- Dataset -
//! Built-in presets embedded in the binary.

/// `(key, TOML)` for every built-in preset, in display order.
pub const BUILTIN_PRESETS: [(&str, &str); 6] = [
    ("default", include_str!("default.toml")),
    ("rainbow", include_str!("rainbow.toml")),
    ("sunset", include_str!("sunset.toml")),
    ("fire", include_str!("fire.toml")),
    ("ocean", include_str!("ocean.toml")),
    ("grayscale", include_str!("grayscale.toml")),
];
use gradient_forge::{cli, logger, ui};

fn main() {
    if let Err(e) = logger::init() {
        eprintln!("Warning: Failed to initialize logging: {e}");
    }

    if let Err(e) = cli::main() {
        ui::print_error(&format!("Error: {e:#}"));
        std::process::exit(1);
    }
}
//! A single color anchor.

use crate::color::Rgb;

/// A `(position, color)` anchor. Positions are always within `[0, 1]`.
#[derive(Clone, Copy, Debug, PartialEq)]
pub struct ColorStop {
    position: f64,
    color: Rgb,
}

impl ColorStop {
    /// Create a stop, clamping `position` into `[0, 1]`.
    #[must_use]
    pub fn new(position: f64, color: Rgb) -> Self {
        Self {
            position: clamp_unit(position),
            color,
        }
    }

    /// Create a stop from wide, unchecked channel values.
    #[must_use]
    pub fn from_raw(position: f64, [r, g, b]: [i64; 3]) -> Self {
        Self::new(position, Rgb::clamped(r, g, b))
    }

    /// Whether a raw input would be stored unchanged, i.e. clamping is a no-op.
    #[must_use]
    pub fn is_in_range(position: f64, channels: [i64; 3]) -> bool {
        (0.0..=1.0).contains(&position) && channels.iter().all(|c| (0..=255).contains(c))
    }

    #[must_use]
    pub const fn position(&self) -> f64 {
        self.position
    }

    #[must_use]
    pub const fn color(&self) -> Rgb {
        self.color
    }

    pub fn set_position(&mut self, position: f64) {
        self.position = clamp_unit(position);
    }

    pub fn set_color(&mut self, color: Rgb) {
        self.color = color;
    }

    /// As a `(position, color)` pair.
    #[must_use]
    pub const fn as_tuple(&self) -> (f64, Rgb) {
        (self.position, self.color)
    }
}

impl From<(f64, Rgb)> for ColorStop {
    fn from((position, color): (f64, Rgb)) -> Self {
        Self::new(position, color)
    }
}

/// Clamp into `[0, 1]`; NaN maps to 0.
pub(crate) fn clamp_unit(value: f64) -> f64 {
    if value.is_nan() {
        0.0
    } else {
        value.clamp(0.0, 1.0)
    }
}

* * *

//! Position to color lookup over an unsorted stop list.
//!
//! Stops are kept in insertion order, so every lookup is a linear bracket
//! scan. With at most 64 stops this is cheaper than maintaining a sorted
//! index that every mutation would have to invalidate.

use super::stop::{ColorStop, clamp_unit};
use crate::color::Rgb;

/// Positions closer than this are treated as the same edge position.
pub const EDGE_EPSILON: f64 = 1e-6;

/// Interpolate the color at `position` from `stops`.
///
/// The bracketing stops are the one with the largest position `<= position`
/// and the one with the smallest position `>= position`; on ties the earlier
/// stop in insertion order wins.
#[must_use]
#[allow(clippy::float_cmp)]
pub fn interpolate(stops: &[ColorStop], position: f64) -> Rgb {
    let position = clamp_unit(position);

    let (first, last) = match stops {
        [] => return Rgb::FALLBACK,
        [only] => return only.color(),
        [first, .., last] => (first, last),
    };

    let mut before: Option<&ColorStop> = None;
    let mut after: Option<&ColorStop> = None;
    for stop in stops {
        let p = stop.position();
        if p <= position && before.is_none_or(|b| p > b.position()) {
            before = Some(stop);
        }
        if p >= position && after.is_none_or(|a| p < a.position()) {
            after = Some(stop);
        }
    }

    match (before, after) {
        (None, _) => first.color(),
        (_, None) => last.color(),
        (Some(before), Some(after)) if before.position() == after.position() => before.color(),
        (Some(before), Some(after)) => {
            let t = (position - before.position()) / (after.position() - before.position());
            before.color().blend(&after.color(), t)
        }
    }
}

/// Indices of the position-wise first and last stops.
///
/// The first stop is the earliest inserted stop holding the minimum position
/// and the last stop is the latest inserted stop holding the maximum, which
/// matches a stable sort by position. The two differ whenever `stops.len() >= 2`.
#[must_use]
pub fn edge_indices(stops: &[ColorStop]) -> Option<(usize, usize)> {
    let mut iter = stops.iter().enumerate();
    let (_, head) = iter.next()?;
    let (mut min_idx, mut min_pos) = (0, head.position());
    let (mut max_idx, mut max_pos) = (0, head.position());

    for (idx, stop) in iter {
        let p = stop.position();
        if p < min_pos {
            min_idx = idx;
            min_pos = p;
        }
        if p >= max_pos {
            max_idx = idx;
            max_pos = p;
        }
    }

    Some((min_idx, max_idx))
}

--

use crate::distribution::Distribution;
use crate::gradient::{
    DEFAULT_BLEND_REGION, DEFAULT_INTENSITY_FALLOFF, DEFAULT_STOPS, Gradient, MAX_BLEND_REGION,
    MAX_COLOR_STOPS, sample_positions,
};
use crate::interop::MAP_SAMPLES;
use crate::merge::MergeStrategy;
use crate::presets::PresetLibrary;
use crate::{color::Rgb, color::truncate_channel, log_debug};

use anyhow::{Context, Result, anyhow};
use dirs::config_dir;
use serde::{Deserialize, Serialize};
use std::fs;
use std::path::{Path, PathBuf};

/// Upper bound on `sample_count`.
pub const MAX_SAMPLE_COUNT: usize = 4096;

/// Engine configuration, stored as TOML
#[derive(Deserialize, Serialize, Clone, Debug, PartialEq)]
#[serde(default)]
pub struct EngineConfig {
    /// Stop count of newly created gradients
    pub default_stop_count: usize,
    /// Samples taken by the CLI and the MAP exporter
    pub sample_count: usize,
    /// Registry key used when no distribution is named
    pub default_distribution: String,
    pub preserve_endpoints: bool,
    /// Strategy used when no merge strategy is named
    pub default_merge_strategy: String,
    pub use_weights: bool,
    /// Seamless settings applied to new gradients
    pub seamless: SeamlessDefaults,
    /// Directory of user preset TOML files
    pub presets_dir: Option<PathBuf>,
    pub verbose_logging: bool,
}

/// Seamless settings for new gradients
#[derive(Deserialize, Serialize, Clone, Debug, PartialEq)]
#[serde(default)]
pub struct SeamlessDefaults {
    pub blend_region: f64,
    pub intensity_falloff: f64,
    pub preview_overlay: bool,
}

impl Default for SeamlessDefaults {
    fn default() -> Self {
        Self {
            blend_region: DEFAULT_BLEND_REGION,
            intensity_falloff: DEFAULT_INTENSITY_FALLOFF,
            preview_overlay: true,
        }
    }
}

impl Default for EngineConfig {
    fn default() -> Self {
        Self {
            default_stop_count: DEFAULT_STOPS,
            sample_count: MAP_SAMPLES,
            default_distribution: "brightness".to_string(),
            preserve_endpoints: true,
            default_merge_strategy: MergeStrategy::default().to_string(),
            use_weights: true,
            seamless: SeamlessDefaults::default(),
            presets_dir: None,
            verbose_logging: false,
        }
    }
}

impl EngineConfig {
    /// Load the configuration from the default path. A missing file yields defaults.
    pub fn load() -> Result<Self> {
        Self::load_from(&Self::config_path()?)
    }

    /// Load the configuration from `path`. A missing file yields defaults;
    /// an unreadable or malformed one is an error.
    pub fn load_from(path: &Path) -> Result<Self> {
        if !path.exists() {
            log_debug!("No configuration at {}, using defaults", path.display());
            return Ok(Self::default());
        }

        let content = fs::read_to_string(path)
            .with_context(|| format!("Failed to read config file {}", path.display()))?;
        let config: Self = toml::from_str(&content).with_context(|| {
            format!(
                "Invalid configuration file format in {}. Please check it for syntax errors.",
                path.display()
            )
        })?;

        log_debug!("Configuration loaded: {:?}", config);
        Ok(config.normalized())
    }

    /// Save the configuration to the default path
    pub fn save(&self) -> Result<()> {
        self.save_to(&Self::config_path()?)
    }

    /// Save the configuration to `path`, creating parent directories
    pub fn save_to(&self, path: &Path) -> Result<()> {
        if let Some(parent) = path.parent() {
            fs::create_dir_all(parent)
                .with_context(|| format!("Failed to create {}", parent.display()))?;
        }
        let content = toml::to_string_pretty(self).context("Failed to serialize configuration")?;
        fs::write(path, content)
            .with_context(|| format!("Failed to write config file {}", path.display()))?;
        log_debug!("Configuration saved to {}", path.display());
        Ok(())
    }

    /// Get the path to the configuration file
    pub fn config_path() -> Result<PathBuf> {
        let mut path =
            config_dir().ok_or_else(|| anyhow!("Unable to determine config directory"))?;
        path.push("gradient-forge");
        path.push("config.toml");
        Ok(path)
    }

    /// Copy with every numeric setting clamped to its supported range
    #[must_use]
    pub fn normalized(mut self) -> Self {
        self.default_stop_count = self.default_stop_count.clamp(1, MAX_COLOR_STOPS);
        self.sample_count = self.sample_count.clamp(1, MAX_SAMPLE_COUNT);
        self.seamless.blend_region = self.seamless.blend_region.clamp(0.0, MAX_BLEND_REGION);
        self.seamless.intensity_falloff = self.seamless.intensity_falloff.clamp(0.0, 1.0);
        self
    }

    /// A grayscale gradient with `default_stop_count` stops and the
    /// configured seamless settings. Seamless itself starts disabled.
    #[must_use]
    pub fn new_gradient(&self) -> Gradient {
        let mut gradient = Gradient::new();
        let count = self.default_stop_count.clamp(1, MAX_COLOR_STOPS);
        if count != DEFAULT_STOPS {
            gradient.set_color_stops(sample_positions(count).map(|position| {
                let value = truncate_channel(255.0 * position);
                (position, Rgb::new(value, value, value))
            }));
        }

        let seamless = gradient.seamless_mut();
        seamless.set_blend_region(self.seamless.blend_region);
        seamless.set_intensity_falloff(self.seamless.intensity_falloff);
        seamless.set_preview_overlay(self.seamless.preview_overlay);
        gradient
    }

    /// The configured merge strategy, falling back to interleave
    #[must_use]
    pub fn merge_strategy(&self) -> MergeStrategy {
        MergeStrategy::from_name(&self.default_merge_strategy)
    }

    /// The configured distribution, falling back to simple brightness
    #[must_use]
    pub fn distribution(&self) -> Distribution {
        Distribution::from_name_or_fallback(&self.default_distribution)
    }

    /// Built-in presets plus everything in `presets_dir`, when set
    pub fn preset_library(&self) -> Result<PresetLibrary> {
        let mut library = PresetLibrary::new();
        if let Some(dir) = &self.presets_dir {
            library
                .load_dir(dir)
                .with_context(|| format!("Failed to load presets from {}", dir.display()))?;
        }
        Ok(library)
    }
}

- What the exercise asks -
Transcribe the records above exactly, beginning at the line that contains "in the binary." and ending with the line that contains "#[derive(Clone, Copy, Debug, PartialEq)]", both included, and nothing else.

- Response area -
//! Built-in presets embedded in the binary.

/// `(key, TOML)` for every built-in preset, in display order.
pub const BUILTIN_PRESETS: [(&str, &str); 6] = [
    ("default", include_str!("default.toml")),
    ("rainbow", include_str!("rainbow.toml")),
    ("sunset", include_str!("sunset.toml")),
    ("fire", include_str!("fire.toml")),
    ("ocean", include_str!("ocean.toml")),
    ("grayscale", include_str!("grayscale.toml")),
];
use gradient_forge::{cli, logger, ui};

fn main() {
    if let Err(e) = logger::init() {
        eprintln!("Warning: Failed to initialize logging: {e}");
    }

    if let Err(e) = cli::main() {
        ui::print_error(&format!("Error: {e:#}"));
        std::process::exit(1);
    }
}
//! A single color anchor.

use crate::color::Rgb;

/// A `(position, color)` anchor. Positions are always within `[0, 1]`.
#[derive(Clone, Copy, Debug, PartialEq)]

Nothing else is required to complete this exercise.